Introduction: High-sensitivity cardiac troponin assays have significantly improved the sensitivity of myocardial infarction detection by using cutoff values and early absolute changes. However, variation in repeated measures also depends on biological variability. This study aimed to assess the potential circadian component of this biological variability.
Methods: 17 healthy volunteers were recruited, and standardized conditions for physical activity, meals, exposure to light and duration of sleep were imposed. Blood samples were collected every 4 h and high-sensitivity troponin T assay with a limit of detection of 3 ng/l and a 99th percentile of 14 ng/l were used. Circadian variations were analyzed using the cosinor method.

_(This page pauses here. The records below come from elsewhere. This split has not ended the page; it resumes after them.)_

//! Re-delivers webhooks that `ProcessWebhook` failed to apply the first
//! time. Job data carries everything `process_webhook` needs plus enough
//! bookkeeping (`payment_id`, `attempt_number`) to log a useful failure.

use std::sync::Arc;

use payment_coordinator::{PaymentCoordinator, PaymentProvider};
use serde::Deserialize;
use task_queue::TaskQueueRepository;
use tokio_util::sync::CancellationToken;
use transactional_outbox::OutboxRepository;
use uuid::Uuid;

pub const QUEUE: &str = "webhook-retry";

#[derive(Debug, Deserialize)]
struct WebhookRetryJobData {
    payment_id: Uuid,
    payload: serde_json::Value,
    signature: String,
    #[serde(default)]
    attempt_number: i32,
}

/// One claim-process-resolve pass over up to `batch_size` queued jobs.
/// Returns the number claimed, so the caller can decide whether to sleep
/// before polling again.
pub async fn run_batch<Q, P, R>(
    queue: &Q,
    coordinator: &PaymentCoordinator<P, R>,
    batch_size: i32,
    base_backoff_ms: i64,
    cap_backoff_ms: i64,
) -> anyhow::Result<usize>
where
    Q: TaskQueueRepository,
    P: PaymentProvider,
    R: OutboxRepository,
{
    let jobs = queue.claim_batch(QUEUE, batch_size).await?;
    let count = jobs.len();

    for job in jobs {
        let data: WebhookRetryJobData = match serde_json::from_value(job.data.clone()) {
            Ok(d) => d,
            Err(e) => {
                tracing::error!(job_id = %job.id, error = %e, "malformed webhook-retry job data, dropping");
                queue.fail(job.id, &e.to_string(), base_backoff_ms, cap_backoff_ms).await?;
                continue;
            }
        };

        let payload_bytes = match serde_json::to_vec(&data.payload) {
            Ok(b) => b,
            Err(e) => {
                queue.fail(job.id, &e.to_string(), base_backoff_ms, cap_backoff_ms).await?;
                continue;
            }
        };

        match coordinator.process_webhook(&payload_bytes, &data.signature).await {
            Ok(_) => {
                tracing::info!(job_id = %job.id, payment_id = %data.payment_id, "webhook redelivery succeeded");
                queue.complete(job.id).await?;
            }
            Err(e) => {
                tracing::warn!(
                    job_id = %job.id,
                    payment_id = %data.payment_id,
                    attempt_number = data.attempt_number + 1,
                    error = %e,
                    "webhook redelivery failed, rescheduling"
                );
                queue.fail(job.id, &e.to_string(), base_backoff_ms, cap_backoff_ms).await?;
            }
        }
    }

    Ok(count)
}

/// Runs `run_batch` forever with a fixed poll interval, sleeping only when a
/// batch comes back empty. Returns as soon as `shutdown` is cancelled,
/// finishing whichever batch is already in flight.
pub async fn run_forever<Q, P, R>(
    queue: Arc<Q>,
    coordinator: Arc<PaymentCoordinator<P, R>>,
    batch_size: i32,
    base_backoff_ms: i64,
    cap_backoff_ms: i64,
    poll_interval: std::time::Duration,
    shutdown: CancellationToken,
) where
    Q: TaskQueueRepository,
    P: PaymentProvider,
    R: OutboxRepository,
{
    while !shutdown.is_cancelled() {
        match run_batch(queue.as_ref(), coordinator.as_ref(), batch_size, base_backoff_ms, cap_backoff_ms).await {
            Ok(0) => {
                tokio::select! {
                    _ = tokio::time::sleep(poll_interval) => {}
                    _ = shutdown.cancelled() => break,
                }
            }
            Ok(_) => {}
            Err(e) => {
                tracing::error!(error = %e, "webhook-retry batch failed");
                tokio::select! {
                    _ = tokio::time::sleep(poll_interval) => {}
                    _ = shutdown.cancelled() => break,
                }
            }
        }
    }
}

Results: Statistically significant circadian variations were observed for body temperature, heart rate, and systolic/diastolic arterial blood pressures (p < 0.01 using both a non-adjusted cosinor model and a gender- and BMI-adjusted cosinor model). The amplitudes of the circadian variations were 18.93, 6, 15.35, and 1.92%, respectively. A statistically significant circadian biological variation of troponin blood concentrations was evidenced (p < 0.01 in both the non-adjusted cosinor model and the gender- and BMI-adjusted cosinor), with an amplitude of 20.5% (average: 4.39 ng/l; amplitude: 0.9 ng/l; peak at 06:00 and nadir at 18:00).
Discussion: This study demonstrates a circadian biological variation in blood troponin concentration in a healthy population. The amplitude of this variation challenges the cutoff value for instant rule-out of the rapid rule-in/rule-out of the recent European guidelines for the management of acute coronary syndromes. These findings deserve further investigation in a population at risk of myocardial infarction.
Keywords: Biomarker; Circadian rhythm; Troponin.